The Patient Protection and Affordable Care Act (ACA) has revolutionized the health insurance industry in a number of ways. Its impacts have been vast and wide.
One of the most significant impacts of the landmark legislation is the upward trajectory of premiums, deductibles, and out-of-pocket costs, especially with plans sold on the health insurance exchanges.
At the end of last year, the Robert Wood Johnson Foundation released a report showing that the costs of premiums were expected to jump in 2016, driven by those plans being sold on the exchanges.
The Gold Plans will be hit the hardest with a 13.8 percent rise for monthly premium costs while for the Silver Plans, the premium rates are expected to increase by an average of 11.3 percent across the country.

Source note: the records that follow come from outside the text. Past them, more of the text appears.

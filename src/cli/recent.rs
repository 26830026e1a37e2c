use tabled::Table;

use crate::{
    info,
    spotify::normalize::normalize_recently_played,
    types::RecentTableRow,
};

use super::{context, fail, spinner};

/// Prints the recently played tracks, most recent first.
pub async fn recent() {
    let ctx = context();

    let pb = spinner("Fetching recently played tracks...");
    let page = ctx.client.get_recently_played().await;
    pb.finish_and_clear();

    let records = match page {
        Ok(page) => normalize_recently_played(&page),
        Err(e) => fail(e),
    };

    if records.is_empty() {
        info!("Nothing played recently.");
        return;
    }

    let rows: Vec<RecentTableRow> = records
        .into_iter()
        .enumerate()
        .map(|(index, r)| RecentTableRow {
            index: index + 1,
            name: r.name,
            artists: r.artists,
            album: r.album.unwrap_or_default(),
            duration: r.duration,
        })
        .collect();

    println!("{}", Table::new(rows));
    info!("Log one of them with `spotlog log --recent <#>`.");
}
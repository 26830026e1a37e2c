mod auth;
mod logbook;
mod notes;
mod store;

pub use auth::KEY_ACCESS_TOKEN;
pub use auth::KEY_CODE_VERIFIER;
pub use auth::KEY_EXPIRES_IN;
pub use auth::KEY_REFRESH_TOKEN;
pub use auth::TokenStore;
pub use logbook::Logbook;
pub use notes::ALBUM_KEY;
pub use notes::MarkdownNoteStore;
pub use notes::NoteStore;
pub use notes::{parse_note, render_note};
pub use store::FileKeyValueStore;
pub use store::KeyValueStore;
pub use store::MemoryKeyValueStore;
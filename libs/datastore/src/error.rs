//! Custom error types for the datastore
//!
//! This module defines the store-level error taxonomy shared by every
//! backend. Authorization failures live in the auth crate; only
//! connectivity, query, and configuration failures originate here.

use mongodb::error::Error as MongoError;
use thiserror::Error;

/// Custom error type for datastore operations.
///
/// `Clone` is required because a single connect failure fans out through a
/// shared in-flight future to every concurrent waiter.
#[derive(Error, Debug, Clone)]
pub enum StoreError {
    /// Error occurred while establishing or closing the store connection
    #[error("store connection error: {0}")]
    Connection(#[source] MongoError),

    /// Error reported by the backing store during query execution
    #[error("store query error: {0}")]
    Query(#[source] MongoError),

    /// A write collided with an existing record key
    #[error("duplicate key {id} in collection {collection}")]
    Duplicate { collection: String, id: String },

    /// Configuration error
    #[error("store configuration error: {0}")]
    Configuration(String),

    /// Operation not supported by the selected backend
    #[error("unsupported store operation: {0}")]
    Unsupported(String),
}

/// Type alias for Result with StoreError
pub type StoreResult<T> = Result<T, StoreError>;
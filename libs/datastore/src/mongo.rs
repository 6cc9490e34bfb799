//! MongoDB-backed [`Datastore`] implementation
//!
//! Thin glue between the connection manager, the deadline executor, and
//! the driver: every operation acquires the shared handle, compiles its
//! typed filter to the wire document, and (for the list-shaped reads)
//! runs behind the deadline race so a slow query degrades instead of
//! outliving the invocation.

use std::sync::Arc;

use bson::{Bson, Document};
use futures::TryStreamExt;
use mongodb::Collection;
use mongodb::options::FindOptions as DriverFindOptions;
use tracing::debug;

use crate::config::DatastoreConfig;
use crate::connection::{ConnectionManager, MongoConnector};
use crate::deadline::{Deadline, Fallback, run_bounded};
use crate::error::{StoreError, StoreResult};
use crate::query::{Filter, Patch};
use crate::record;
use crate::store::{
    DEFAULT_PAGE_SIZE, Datastore, FindOptions, FirstOptions, Order, UpdateOutcome,
};

/// Production datastore over a shared MongoDB connection.
pub struct MongoStore {
    manager: Arc<ConnectionManager<MongoConnector>>,
}

impl MongoStore {
    pub fn new(config: DatastoreConfig) -> Self {
        Self {
            manager: Arc::new(ConnectionManager::new(MongoConnector::new(config))),
        }
    }

    /// Build a store over an externally owned connection manager, so
    /// several stores in one process share the single live connection.
    pub fn with_manager(manager: Arc<ConnectionManager<MongoConnector>>) -> Self {
        Self { manager }
    }

    /// Close the shared connection; the next operation reconnects.
    pub async fn release(&self) {
        self.manager.release().await;
    }

    async fn collection(&self, name: &str) -> StoreResult<Collection<Document>> {
        let handle = self.manager.acquire().await?;
        Ok(handle.database.collection::<Document>(name))
    }
}

fn projection_doc(fields: &[String]) -> Document {
    let mut projection = Document::new();
    for field in fields {
        projection.insert(field, 1);
    }
    projection
}

fn sort_doc(sort: Option<&(String, Order)>) -> Document {
    let mut wire = Document::new();
    match sort {
        Some((field, order)) => {
            wire.insert(field, if *order == Order::Asc { 1 } else { -1 });
        }
        None => {
            wire.insert(record::FIELD_UPDATED_AT, -1);
        }
    }
    wire
}

impl MongoStore {
    async fn find_with_limit(
        &self,
        collection: &str,
        filter: Filter,
        options: FindOptions,
        default_limit: i64,
    ) -> StoreResult<Vec<Document>> {
        let coll = self.collection(collection).await?;
        let wire = filter.to_document();
        debug!(collection, filter = ?wire, "find");

        let mut driver_options = DriverFindOptions::default();
        driver_options.projection = options.projection.as_deref().map(projection_doc);
        driver_options.sort = Some(sort_doc(options.sort.as_ref()));
        driver_options.limit = Some(options.limit.unwrap_or(default_limit));

        let bound = options.deadline.map(|deadline| Fallback {
            deadline,
            value: Vec::new(),
        });
        let op = async move {
            let cursor = coll
                .find(wire)
                .with_options(driver_options)
                .await
                .map_err(StoreError::Query)?;
            cursor
                .try_collect::<Vec<Document>>()
                .await
                .map_err(StoreError::Query)
        };
        run_bounded(op, bound).await
    }
}

#[async_trait::async_trait]
impl Datastore for MongoStore {
    async fn first(
        &self,
        collection: &str,
        filter: Filter,
        options: FirstOptions,
    ) -> StoreResult<Option<Document>> {
        let records = self
            .find_with_limit(
                collection,
                filter,
                FindOptions {
                    projection: options.projection,
                    sort: None,
                    limit: Some(1),
                    deadline: None,
                },
                1,
            )
            .await?;
        Ok(records.into_iter().next())
    }

    async fn find(
        &self,
        collection: &str,
        filter: Filter,
        options: FindOptions,
    ) -> StoreResult<Vec<Document>> {
        self.find_with_limit(collection, filter, options, DEFAULT_PAGE_SIZE)
            .await
    }

    async fn find_all(
        &self,
        collection: &str,
        filter: Filter,
        options: FindOptions,
    ) -> StoreResult<Vec<Document>> {
        // Driver limit 0 means unbounded.
        self.find_with_limit(collection, filter, options, 0).await
    }

    async fn insert(&self, collection: &str, record: Document) -> StoreResult<Document> {
        let coll = self.collection(collection).await?;
        let stamped = record::stamp_insert(record);
        debug!(collection, id = ?stamped.get(record::FIELD_ID), "insert");

        coll.insert_one(stamped.clone())
            .await
            .map_err(StoreError::Query)?;
        Ok(stamped)
    }

    async fn insert_many(
        &self,
        collection: &str,
        records: Vec<Document>,
    ) -> StoreResult<Vec<Document>> {
        let coll = self.collection(collection).await?;
        let stamped: Vec<Document> = records.into_iter().map(record::stamp_insert).collect();
        debug!(collection, count = stamped.len(), "insert_many");

        if stamped.is_empty() {
            return Ok(stamped);
        }
        coll.insert_many(stamped.clone())
            .await
            .map_err(StoreError::Query)?;
        Ok(stamped)
    }

    async fn update(
        &self,
        collection: &str,
        patch: Patch,
        filter: Filter,
    ) -> StoreResult<UpdateOutcome> {
        let coll = self.collection(collection).await?;
        let wire = filter.to_document();
        let update = record::stamp_update(patch.to_document());
        debug!(collection, filter = ?wire, update = ?update, "update");

        let result = coll
            .update_many(wire, update)
            .await
            .map_err(StoreError::Query)?;
        Ok(UpdateOutcome {
            matched: result.matched_count,
            modified: result.modified_count,
        })
    }

    async fn delete(&self, collection: &str, filter: Filter) -> StoreResult<u64> {
        let coll = self.collection(collection).await?;
        let wire = filter.to_document();
        debug!(collection, filter = ?wire, "delete");

        let result = coll.delete_one(wire).await.map_err(StoreError::Query)?;
        Ok(result.deleted_count)
    }

    async fn delete_many(&self, collection: &str, filter: Filter) -> StoreResult<u64> {
        let coll = self.collection(collection).await?;
        let wire = filter.to_document();
        debug!(collection, filter = ?wire, "delete_many");

        let result = coll.delete_many(wire).await.map_err(StoreError::Query)?;
        Ok(result.deleted_count)
    }

    async fn count(&self, collection: &str, filter: Filter) -> StoreResult<u64> {
        let coll = self.collection(collection).await?;
        let wire = filter.to_document();
        debug!(collection, filter = ?wire, "count");

        coll.count_documents(wire).await.map_err(StoreError::Query)
    }

    async fn aggregate(
        &self,
        collection: &str,
        pipeline: Vec<Document>,
        deadline: Option<Deadline>,
    ) -> StoreResult<Vec<Document>> {
        let coll = self.collection(collection).await?;
        debug!(collection, stages = pipeline.len(), "aggregate");

        let bound = deadline.map(|deadline| Fallback {
            deadline,
            value: Vec::new(),
        });
        let op = async move {
            let cursor = coll.aggregate(pipeline).await.map_err(StoreError::Query)?;
            cursor
                .try_collect::<Vec<Document>>()
                .await
                .map_err(StoreError::Query)
        };
        run_bounded(op, bound).await
    }

    async fn distinct(
        &self,
        collection: &str,
        field: &str,
        filter: Filter,
    ) -> StoreResult<Vec<Bson>> {
        let coll = self.collection(collection).await?;
        let wire = filter.to_document();
        debug!(collection, field, filter = ?wire, "distinct");

        coll.distinct(field, wire).await.map_err(StoreError::Query)
    }
}
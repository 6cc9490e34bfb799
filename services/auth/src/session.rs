//! Session lifecycle: registration, login, logout, revocation

use std::sync::Arc;

use argon2::{Argon2, PasswordHash, PasswordHasher, PasswordVerifier, password_hash::SaltString};
use bson::doc;
use chrono::{Duration, Utc};
use tracing::info;

use common::token;
use datastore::{Datastore, Filter, FirstOptions, Patch};

use crate::error::{AuthError, AuthResult};
use crate::models::{NewUser, SESSION_COLLECTION, Session, USER_COLLECTION, User, UserStatus};

/// How long a freshly issued session stays valid.
pub const SESSION_TTL_DAYS: i64 = 30;

/// Owns the session lifecycle around the authorization gate.
pub struct SessionService<S: Datastore> {
    store: Arc<S>,
}

impl<S: Datastore> SessionService<S> {
    pub fn new(store: Arc<S>) -> Self {
        Self { store }
    }

    /// Create an active user with a hashed password.
    pub async fn register(&self, new_user: NewUser) -> AuthResult<User> {
        let taken = self
            .store
            .first(
                USER_COLLECTION,
                Filter::new().eq("username", new_user.username.as_str()).not_deleted(),
                FirstOptions::default(),
            )
            .await?
            .is_some();
        if taken {
            return Err(AuthError::DuplicateUser);
        }

        let mut record = doc! {
            "username": new_user.username.as_str(),
            "password": hash_password(&new_user.password)?,
            "status": UserStatus::Active.as_str(),
        };
        if let Some(name) = &new_user.name {
            record.insert("name", name.as_str());
        }

        let stored = self.store.insert(USER_COLLECTION, record).await?;
        info!(username = %new_user.username, "user registered");
        Ok(bson::from_document(stored)?)
    }

    /// Verify credentials and issue a fresh session.
    pub async fn login(&self, username: &str, password: &str) -> AuthResult<Session> {
        let user_doc = self
            .store
            .first(
                USER_COLLECTION,
                Filter::new()
                    .eq("username", username)
                    .eq("status", UserStatus::Active.as_str())
                    .not_deleted(),
                FirstOptions::default(),
            )
            .await?
            .ok_or(AuthError::InvalidCredentials)?;
        let user: User = bson::from_document(user_doc)?;

        if !verify_password(&user.password, password)? {
            return Err(AuthError::InvalidCredentials);
        }

        let expires_at = Utc::now() + Duration::days(SESSION_TTL_DAYS);
        let record = doc! {
            "token": token::session_token(),
            "_p_user": Session::pointer_for(&user.id),
            "expiresAt": bson::DateTime::from_chrono(expires_at),
        };
        let stored = self.store.insert(SESSION_COLLECTION, record).await?;
        info!(user = %user.id, "session issued");
        Ok(bson::from_document(stored)?)
    }

    /// Physically delete the session behind the token. Returns whether a
    /// session existed. This is the sanctioned hard-delete path; tenant
    /// records are only ever soft-deleted.
    pub async fn logout(&self, token: &str) -> AuthResult<bool> {
        let deleted = self
            .store
            .delete(SESSION_COLLECTION, Filter::new().eq("token", token))
            .await?;
        Ok(deleted > 0)
    }

    /// Invalidate the session without deleting it, by setting the
    /// restricted flag. Returns how many sessions were affected.
    pub async fn revoke(&self, token: &str) -> AuthResult<u64> {
        let outcome = self
            .store
            .update(
                SESSION_COLLECTION,
                Patch::new().set("restricted", true),
                Filter::new().eq("token", token),
            )
            .await?;
        if outcome.matched > 0 {
            info!(count = outcome.matched, "session revoked");
        }
        Ok(outcome.matched)
    }
}

fn hash_password(password: &str) -> AuthResult<String> {
    let salt = SaltString::generate(&mut rand::thread_rng());
    Ok(Argon2::default()
        .hash_password(password.as_bytes(), &salt)
        .map_err(|e| AuthError::PasswordHash(e.to_string()))?
        .to_string())
}

fn verify_password(hash: &str, password: &str) -> AuthResult<bool> {
    let parsed = PasswordHash::new(hash).map_err(|e| AuthError::PasswordHash(e.to_string()))?;
    Ok(Argon2::default()
        .verify_password(password.as_bytes(), &parsed)
        .is_ok())
}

The Bronze Plan lands right in the middle, with the rate expected to reach a 12.6 percent increase. Members who have purchased health plans on the health information exchanges but are not receiving federal tax subsidies have to pay higher monthly premiums than before.

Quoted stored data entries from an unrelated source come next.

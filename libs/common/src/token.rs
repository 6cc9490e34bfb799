//! Identifier and session token generation
//!
//! Record identifiers and session tokens are short random strings rather
//! than UUIDs, for compatibility with the documents already stored by the
//! backing store.

use rand::Rng;

/// Characters used for record identifiers.
const ID_CHARSET: &[u8] = b"ABCDEFGHIJKLMNOPQRSTUVWXYZabcdefghijklmnopqrstuvwxyz0123456789";

/// Characters used for the random part of a session token.
const TOKEN_CHARSET: &[u8] = b"abcdefghijklmnopqrstuvwxyz0123456789";

/// Length of a generated record identifier.
pub const RECORD_ID_LEN: usize = 10;

/// Length of the random part of a session token.
pub const SESSION_TOKEN_LEN: usize = 32;

/// Prefix carried by every session token.
pub const SESSION_TOKEN_PREFIX: &str = "sst:";

fn random_from(charset: &[u8], length: usize) -> String {
    let mut rng = rand::thread_rng();
    (0..length)
        .map(|_| charset[rng.gen_range(0..charset.len())] as char)
        .collect()
}

/// Generate a random record identifier (10 mixed-case alphanumerics).
pub fn record_id() -> String {
    random_from(ID_CHARSET, RECORD_ID_LEN)
}

/// Generate an opaque session token of the form `sst:<32 lowercase alphanumerics>`.
pub fn session_token() -> String {
    format!(
        "{}{}",
        SESSION_TOKEN_PREFIX,
        random_from(TOKEN_CHARSET, SESSION_TOKEN_LEN)
    )
}

#[cfg(test)]
mod tests {
    use super::*;

    #[test]
    fn record_ids_are_alphanumeric_and_unique() {
        let a = record_id();
        let b = record_id();
        assert_eq!(a.len(), RECORD_ID_LEN);
        assert!(a.chars().all(|c| c.is_ascii_alphanumeric()));
        assert_ne!(a, b, "two generated identifiers collided");
    }

    #[test]
    fn session_tokens_carry_prefix_and_lowercase_body() {
        let token = session_token();
        assert!(token.starts_with(SESSION_TOKEN_PREFIX));
        let body = &token[SESSION_TOKEN_PREFIX.len()..];
        assert_eq!(body.len(), SESSION_TOKEN_LEN);
        assert!(
            body.chars()
                .all(|c| c.is_ascii_lowercase() || c.is_ascii_digit())
        );
    }
}
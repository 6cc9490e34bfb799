//! Deadline-bounded query execution
//!
//! The host execution environment enforces a hard wall-clock limit per
//! invocation. Racing a read against the caller's remaining runway turns a
//! hard kill mid-query into a graceful degraded response: when the timer
//! wins, the losing operation is dropped (cancelling its in-flight cursor
//! and releasing the server-side handle) and a caller-supplied fallback
//! value is returned instead of an error.

use std::future::Future;
use std::time::Duration;

use tokio::time::sleep;
use tracing::warn;

use crate::error::StoreResult;

/// Time budget for one bounded operation.
#[derive(Debug, Clone, Copy, PartialEq, Eq)]
pub struct Deadline {
    /// Maximum time the operation itself may take
    pub budget: Duration,
    /// Wall-clock time left before the host kills the invocation
    pub remaining: Duration,
    /// Runway reserved for building the response after a timeout
    pub safety_margin: Duration,
}

impl Deadline {
    /// True when the caller has no runway left to start the operation.
    pub fn exhausted(&self) -> bool {
        self.remaining <= self.safety_margin
    }

    /// Length of the race timer: the smaller of the budget and the runway
    /// that remains after the safety margin.
    pub fn window(&self) -> Duration {
        self.budget.min(self.remaining.saturating_sub(self.safety_margin))
    }
}

/// A deadline together with the value returned when it fires.
#[derive(Debug, Clone)]
pub struct Fallback<T> {
    pub deadline: Deadline,
    pub value: T,
}

/// Run `op`, optionally racing it against a deadline.
///
/// Without a bound the operation runs to completion and its result or
/// error is returned untouched. With a bound:
///
/// - if the runway is already exhausted, `op` is dropped unpolled (the
///   operation never starts) and the fallback is returned immediately;
/// - otherwise `op` races a timer of [`Deadline::window`]; if the timer
///   fires first, `op` is dropped (cancelling its cursor) and the fallback
///   is returned.
///
/// A timeout with a configured fallback is not an error.
pub async fn run_bounded<T, F>(op: F, bound: Option<Fallback<T>>) -> StoreResult<T>
where
    F: Future<Output = StoreResult<T>>,
{
    let Some(Fallback { deadline, value }) = bound else {
        return op.await;
    };

    if deadline.exhausted() {
        warn!(
            remaining_ms = deadline.remaining.as_millis() as u64,
            margin_ms = deadline.safety_margin.as_millis() as u64,
            "runway exhausted before dispatch, returning fallback"
        );
        return Ok(value);
    }

    let window = deadline.window();
    tokio::pin!(op);
    tokio::select! {
        result = &mut op => result,
        _ = sleep(window) => {
            warn!(window_ms = window.as_millis() as u64, "query exceeded its deadline, returning fallback");
            Ok(value)
        }
    }
}
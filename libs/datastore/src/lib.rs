//! Data access layer for the content gateway
//!
//! This crate owns the connection to the backing document store and every
//! query that crosses it:
//!
//! - [`connection`]: the lazily-initialized, single-flight connection
//!   manager (`Disconnected → Connecting → Connected`).
//! - [`deadline`]: the executor that races a read against the caller's
//!   remaining-time budget and resolves a timeout into a fallback value.
//! - [`query`]: typed filter and patch builders that compile down to wire
//!   documents.
//! - [`store`]: the [`store::Datastore`] trait, implemented by the
//!   production [`mongo::MongoStore`] backend and the in-process
//!   [`memory::MemoryStore`] backend used by tests and local development.

pub mod config;
pub mod connection;
pub mod deadline;
pub mod error;
pub mod memory;
pub mod mongo;
pub mod query;
pub mod record;
pub mod store;

pub use config::DatastoreConfig;
pub use connection::{Connect, ConnectionManager, MongoConnector, MongoHandle};
pub use deadline::{Deadline, Fallback, run_bounded};
pub use error::{StoreError, StoreResult};
pub use memory::MemoryStore;
pub use mongo::MongoStore;
pub use query::{Filter, Patch};
pub use store::{Datastore, FindOptions, FirstOptions, Order, UpdateOutcome};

The cost of deductibles is also rising significantly in a number of states including Washington, South Carolina, and Mississippi, according to the Robert Wood Johnson Foundation.

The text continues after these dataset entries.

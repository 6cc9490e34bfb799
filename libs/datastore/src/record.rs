//! System fields stamped onto every stored record
//!
//! Both backends route inserts and updates through these helpers so that
//! identifier synthesis and timestamp stamping behave identically.

use bson::{Bson, DateTime, Document};

use common::token;

pub const FIELD_ID: &str = "_id";
pub const FIELD_CREATED_AT: &str = "_created_at";
pub const FIELD_UPDATED_AT: &str = "_updated_at";
pub const FIELD_DELETED: &str = "isDeleted";

/// Prepare a record for insertion: stamp both timestamps and synthesize a
/// random `_id` when the caller did not supply one.
///
/// Caller-supplied fields win over the generated stamps, which the
/// bootstrap path relies on to seed records with fixed timestamps.
pub fn stamp_insert(record: Document) -> Document {
    let now = DateTime::now();
    let mut stamped = Document::new();
    stamped.insert(FIELD_CREATED_AT, now);
    stamped.insert(FIELD_UPDATED_AT, now);
    for (key, value) in record {
        stamped.insert(key, value);
    }
    if !stamped.contains_key(FIELD_ID) {
        stamped.insert(FIELD_ID, token::record_id());
    }
    stamped
}

/// Force `_updated_at` into the `$set` clause of an update document, even
/// when the caller's patch never mentions it.
pub fn stamp_update(mut update: Document) -> Document {
    match update.get_mut("$set") {
        Some(Bson::Document(set)) => {
            set.insert(FIELD_UPDATED_AT, DateTime::now());
        }
        _ => {
            let mut set = Document::new();
            set.insert(FIELD_UPDATED_AT, DateTime::now());
            update.insert("$set", set);
        }
    }
    update
}
//! Common library for the content gateway workspace
//!
//! This crate provides shared functionality used across the datastore and
//! auth crates, currently identifier and session token generation.

pub mod token;
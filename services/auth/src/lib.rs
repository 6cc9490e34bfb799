//! Session and identity service for the content gateway
//!
//! Every protected operation passes through [`gate::SessionGate`] before
//! touching tenant data; [`session::SessionService`] owns the session
//! lifecycle around it (login, logout, revocation).

pub mod error;
pub mod gate;
pub mod models;
pub mod session;

pub use error::{AuthError, AuthResult};
pub use gate::{AuthContext, SessionGate};
pub use session::SessionService;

Why have health insurance rates gone up after the Affordable Care Act was implemented? What does this mean for health payers and providers?
Many of the ACA provisions have led health payers to spend more on covering medical services among the sickest populations while hospitals and emergency care providers no longer have to manage nearly as much uncompensated care due to Medicaid expansion and the individual mandate.
However, payers have created narrow provider networks to account for elevated spending, which are causing issues regarding referrals among physicians. Consumers are also faced with higher insurance rates than before.